Только при этом понимании можно признать, что усмотреть очевидность суждения U (т. е. суждение с содержанием, со значением U) и усмотреть, что U истинно, - есть одно и то же. Соответственно это­му мы имеем также очевидность, что ничье очевид­ное постижение - поскольку оно действительно та­ково - не может спорить с нашим. Ибо это означает лишь, что то, что пережито нами как истинное, тем самым и есть истинно, не может быть ложно. Сле­довательно, только при нашем понимании исключе­но то сомнение, которого не может избежать пони­мание очевидности как случайно примешанного ощущения, и которое очевидно равняется полному скептицизму: именно, сомнение в том, не может ли в то время, как мы имеем очевидность бытия U, кто-либо другой иметь очевидность бытия чего-либо, очевидно несовместимого с U, и не могут ли вообще встречаться неустранимые коллизии между двумя сознаниями очевидности. Отсюда далее мы понимаем, почему «чувство» очевидности не может иметь ника­кого другого существенного предварительного условия, кроме истинности соответствующего со­держания суждения.

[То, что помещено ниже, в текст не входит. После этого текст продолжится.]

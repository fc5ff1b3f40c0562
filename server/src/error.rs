//! Mapping of key outcomes onto HTTP responses.

use axum::http::StatusCode;
use axum::response::{IntoResponse, Json, Response};
use keyledger_license::LicenseError;
use thiserror::Error;
use tracing::debug;

use crate::api::{ErrorResponse, UseKeyResponse};

/// Reported for every rejected duration, whatever the reason.
pub const DURATION_REQUIRED: &str = "Duration is required.";
pub const KEY_NOT_FOUND: &str = "Key not found.";
pub const KEY_ALREADY_USED: &str = "Key is already used.";
pub const KEY_EXPIRED: &str = "Key has expired.";
pub const PREFIX_NOT_TEXT: &str = "Prefix must be a string.";

/// A request that could not be served successfully.
#[derive(Debug, Error)]
pub enum ApiError {
    #[error("invalid duration: {0}")]
    InvalidDuration(String),

    #[error("prefix is not a scalar")]
    InvalidPrefix,

    #[error("key not found")]
    KeyNotFound,

    #[error("key already used")]
    AlreadyUsed,

    #[error("key expired")]
    Expired,
}

impl From<LicenseError> for ApiError {
    fn from(err: LicenseError) -> Self {
        match err {
            LicenseError::InvalidDuration(reason) => Self::InvalidDuration(reason),
            LicenseError::KeyNotFound => Self::KeyNotFound,
        }
    }
}

impl ApiError {
    /// Returns the HTTP status this error is reported with.
    #[must_use]
    pub fn status(&self) -> StatusCode {
        match self {
            Self::InvalidDuration(_) | Self::InvalidPrefix => StatusCode::BAD_REQUEST,
            Self::KeyNotFound => StatusCode::NOT_FOUND,
            Self::AlreadyUsed => StatusCode::CONFLICT,
            Self::Expired => StatusCode::GONE,
        }
    }
}

impl IntoResponse for ApiError {
    fn into_response(self) -> Response {
        debug!(error = %self, "request rejected");
        let status = self.status();
        match self {
            Self::InvalidDuration(_) => (
                status,
                Json(ErrorResponse {
                    error: DURATION_REQUIRED.to_string(),
                }),
            )
                .into_response(),
            Self::InvalidPrefix => (
                status,
                Json(ErrorResponse {
                    error: PREFIX_NOT_TEXT.to_string(),
                }),
            )
                .into_response(),
            Self::KeyNotFound => (status, Json(UseKeyResponse::failure(KEY_NOT_FOUND))).into_response(),
            Self::AlreadyUsed => {
                (status, Json(UseKeyResponse::failure(KEY_ALREADY_USED))).into_response()
            }
            Self::Expired => (status, Json(UseKeyResponse::failure(KEY_EXPIRED))).into_response(),
        }
    }
}
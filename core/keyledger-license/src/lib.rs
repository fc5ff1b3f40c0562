//! License key issuance and single-use redemption.
//!
//! This crate handles:
//! - Generating random, human-transcribable keys (`XXXX-XXXX-XXXX-XXXX`)
//! - Recording each key with a validity window measured in days
//! - Redeeming a key at most once, and never after its window closes
//!
//! # Design Principles
//!
//! - **Single authority**: one [`KeyRegistry`] answers whether a key has been
//!   consumed, and concurrent redemptions of the same key cannot both succeed
//! - **Lazy expiry**: a key's window is checked when it is redeemed; nothing
//!   sweeps the registry in the background
//! - **No overwrite**: a generated token that collides with an issued one is
//!   discarded and regenerated
//! - **Transport-free**: no HTTP, no persistence; callers inject the registry
//!   wherever they need it

mod clock;
mod error;
mod generator;
mod key;
mod registry;

pub use clock::{Clock, ManualClock, SystemClock};
pub use error::{LicenseError, LicenseResult};
pub use generator::{
    is_well_formed, validity_window, GeneratedKey, KeyGenerator, KeySource, BODY_LEN,
    GROUP_COUNT, GROUP_LEN, TOKEN_ALPHABET,
};
pub use key::{DurationDays, KeyState, LicenseKey, Redemption};
pub use registry::KeyRegistry;
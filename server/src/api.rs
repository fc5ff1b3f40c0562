//! Request/response bodies and handlers for the key endpoints.

use std::sync::Arc;

use axum::extract::rejection::JsonRejection;
use axum::extract::State;
use axum::response::Json;
use chrono::SecondsFormat;
use keyledger_license::{DurationDays, KeyRegistry, Redemption};
use serde::{Deserialize, Serialize};
use serde_json::Value;
use tracing::debug;

use crate::error::ApiError;

pub const KEY_GENERATED: &str = "Key generated successfully!";
pub const KEY_REDEEMED: &str = "Key verified and used successfully.";

/// Body of `POST /api/generate-key`.
///
/// `duration` is left untyped so that numeric strings are accepted and every
/// other shape is rejected by the same rule the core applies. `prefix` may be
/// any JSON scalar; numbers and booleans are used as their JSON text.
#[derive(Debug, Default, Deserialize)]
pub struct GenerateKeyRequest {
    #[serde(default)]
    pub duration: Option<Value>,
    #[serde(default)]
    pub prefix: Option<Value>,
}

impl GenerateKeyRequest {
    /// Returns the prefix as text, or `None` when absent or null.
    ///
    /// # Errors
    ///
    /// Returns [`ApiError::InvalidPrefix`] for arrays and objects.
    pub fn prefix_text(&self) -> Result<Option<String>, ApiError> {
        match &self.prefix {
            None | Some(Value::Null) => Ok(None),
            Some(Value::String(s)) => Ok(Some(s.clone())),
            Some(scalar @ (Value::Number(_) | Value::Bool(_))) => Ok(Some(scalar.to_string())),
            Some(_) => Err(ApiError::InvalidPrefix),
        }
    }
}

#[derive(Serialize, Deserialize, Clone, Debug, PartialEq)]
pub struct GenerateKeyResponse {
    pub message: String,
    pub key: String,
    pub duration: u32,
    #[serde(rename = "expiryDate")]
    pub expiry_date: String,
}

/// Body of `POST /api/use-key`.
#[derive(Debug, Default, Deserialize)]
pub struct UseKeyRequest {
    #[serde(default)]
    pub key: Option<String>,
}

#[derive(Serialize, Deserialize, Clone, Debug, PartialEq)]
pub struct UseKeyResponse {
    pub success: bool,
    pub message: String,
    #[serde(default, skip_serializing_if = "Option::is_none")]
    pub duration: Option<u32>,
}

impl UseKeyResponse {
    pub(crate) fn failure(message: &str) -> Self {
        Self {
            success: false,
            message: message.to_string(),
            duration: None,
        }
    }
}

#[derive(Serialize, Deserialize, Clone, Debug, PartialEq)]
pub struct ErrorResponse {
    pub error: String,
}

#[derive(Serialize, Deserialize, Clone, Debug, PartialEq)]
pub struct HealthResponse {
    pub status: String,
    pub keys: usize,
}

/// An unreadable body (wrong content type, empty, bad JSON, wrong field
/// types) counts as an empty request, so each endpoint answers with its own
/// missing-field outcome.
fn body_or_default<T: Default>(payload: Result<Json<T>, JsonRejection>) -> T {
    match payload {
        Ok(Json(request)) => request,
        Err(rejection) => {
            debug!(%rejection, "unreadable request body, treating as empty");
            T::default()
        }
    }
}

pub(crate) async fn generate_key(
    State(registry): State<Arc<KeyRegistry>>,
    payload: Result<Json<GenerateKeyRequest>, JsonRejection>,
) -> Result<Json<GenerateKeyResponse>, ApiError> {
    debug!("API call received to /api/generate-key");
    let request = body_or_default(payload);

    let duration = DurationDays::from_json(request.duration.as_ref())?;
    let prefix = request.prefix_text()?;
    let key = registry.issue(duration, prefix.as_deref())?;

    Ok(Json(GenerateKeyResponse {
        message: KEY_GENERATED.to_string(),
        key: key.token().to_string(),
        duration: key.duration_days().get(),
        expiry_date: key.expires_at().to_rfc3339_opts(SecondsFormat::Millis, true),
    }))
}

pub(crate) async fn use_key(
    State(registry): State<Arc<KeyRegistry>>,
    payload: Result<Json<UseKeyRequest>, JsonRejection>,
) -> Result<Json<UseKeyResponse>, ApiError> {
    debug!("API call received to /api/use-key");
    let request = body_or_default(payload);
    let token = request.key.ok_or(ApiError::KeyNotFound)?;

    match registry.redeem(&token)? {
        Redemption::Success { duration_days } => Ok(Json(UseKeyResponse {
            success: true,
            message: KEY_REDEEMED.to_string(),
            duration: Some(duration_days.get()),
        })),
        Redemption::AlreadyUsed => Err(ApiError::AlreadyUsed),
        Redemption::Expired => Err(ApiError::Expired),
    }
}

pub(crate) async fn health(State(registry): State<Arc<KeyRegistry>>) -> Json<HealthResponse> {
    Json(HealthResponse {
        status: "ok".to_string(),
        keys: registry.len(),
    })
}
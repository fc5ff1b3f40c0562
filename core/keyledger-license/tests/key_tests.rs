mod common;

use common::{days, epoch, registry_with_clock};
use keyledger_license::{DurationDays, KeyState, LicenseError, Redemption};
use pretty_assertions::assert_eq;
use serde_json::json;

// ── DurationDays ─────────────────────────────────────────────────

#[test]
fn duration_rejects_zero() {
    assert!(matches!(
        DurationDays::new(0),
        Err(LicenseError::InvalidDuration(_))
    ));
}

#[test]
fn duration_from_json_number() {
    let d = DurationDays::from_json(Some(&json!(30))).unwrap();
    assert_eq!(d.get(), 30);
}

#[test]
fn duration_from_json_whole_float() {
    let d = DurationDays::from_json(Some(&json!(7.0))).unwrap();
    assert_eq!(d.get(), 7);
}

#[test]
fn duration_from_json_numeric_string() {
    let d = DurationDays::from_json(Some(&json!(" 90 "))).unwrap();
    assert_eq!(d.get(), 90);
}

#[test]
fn duration_from_json_rejects_missing_and_null() {
    assert!(DurationDays::from_json(None).is_err());
    assert!(DurationDays::from_json(Some(&json!(null))).is_err());
}

#[test]
fn duration_from_json_rejects_garbage() {
    let rejected = [
        json!(0),
        json!(-3),
        json!(1.5),
        json!("abc"),
        json!(""),
        json!("-1"),
        json!(true),
        json!([30]),
        json!({"days": 30}),
        json!(u64::MAX),
    ];
    for value in rejected {
        let result = DurationDays::from_json(Some(&value));
        assert!(
            matches!(result, Err(LicenseError::InvalidDuration(_))),
            "{value} should be rejected, got {result:?}"
        );
    }
}

#[test]
fn duration_parse_str() {
    assert_eq!("12".parse::<DurationDays>().unwrap().get(), 12);
    assert!("twelve".parse::<DurationDays>().is_err());
}

#[test]
fn duration_serde_is_a_plain_number() {
    assert_eq!(serde_json::to_string(&days(30)).unwrap(), "30");
    let parsed: DurationDays = serde_json::from_str("30").unwrap();
    assert_eq!(parsed, days(30));
    assert!(serde_json::from_str::<DurationDays>("0").is_err());
}

// ── KeyState ─────────────────────────────────────────────────────

#[test]
fn state_terminality() {
    assert!(!KeyState::Unused.is_terminal());
    assert!(KeyState::Used.is_terminal());
    assert!(KeyState::Expired.is_terminal());
}

#[test]
fn state_serde_lowercase() {
    assert_eq!(serde_json::to_string(&KeyState::Unused).unwrap(), r#""unused""#);
    assert_eq!(serde_json::to_string(&KeyState::Used).unwrap(), r#""used""#);
    assert_eq!(serde_json::to_string(&KeyState::Expired).unwrap(), r#""expired""#);
    assert_eq!(KeyState::Used.to_string(), "used");
}

// ── LicenseKey ───────────────────────────────────────────────────

#[test]
fn issued_key_fields() {
    let (registry, _) = registry_with_clock();
    let key = registry.issue(days(30), Some("PROMO")).unwrap();

    assert!(key.token().starts_with("PROMO-"));
    assert_eq!(key.duration_days(), days(30));
    assert_eq!(key.issued_at(), epoch());
    assert_eq!(key.expires_at() - key.issued_at(), chrono::Duration::days(30));
    assert_eq!(key.state(), KeyState::Unused);
}

#[test]
fn is_expired_at_boundary() {
    let (registry, _) = registry_with_clock();
    let key = registry.issue(days(1), None).unwrap();

    assert!(!key.is_expired_at(key.expires_at()));
    assert!(key.is_expired_at(key.expires_at() + chrono::Duration::milliseconds(1)));
}

#[test]
fn license_key_serde_roundtrip() {
    let (registry, _) = registry_with_clock();
    let key = registry.issue(days(5), None).unwrap();

    let json = serde_json::to_value(&key).unwrap();
    assert_eq!(json["state"], "unused");
    assert_eq!(json["duration_days"], 5);

    let parsed: keyledger_license::LicenseKey = serde_json::from_value(json).unwrap();
    assert_eq!(parsed, key);
}

#[test]
fn redemption_serde_tags_outcome() {
    let json = serde_json::to_value(Redemption::Success { duration_days: days(3) }).unwrap();
    assert_eq!(json, json!({"outcome": "success", "duration_days": 3}));
    let json = serde_json::to_value(Redemption::AlreadyUsed).unwrap();
    assert_eq!(json, json!({"outcome": "already_used"}));
}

Ибо, как само собой понятно, что, где ничего нет, там и видеть нечего, так не ме­нее понятно само собой, что там, где нет истины, не может быть и усмотрения истинного, другими сло­вами, там нет и очевидности.

Однако довольно об этом. Что касается более под­робного анализа этих отношений, то мы отсылаем к соответствующим специальным исследованиям в дальнейших частях этого труда.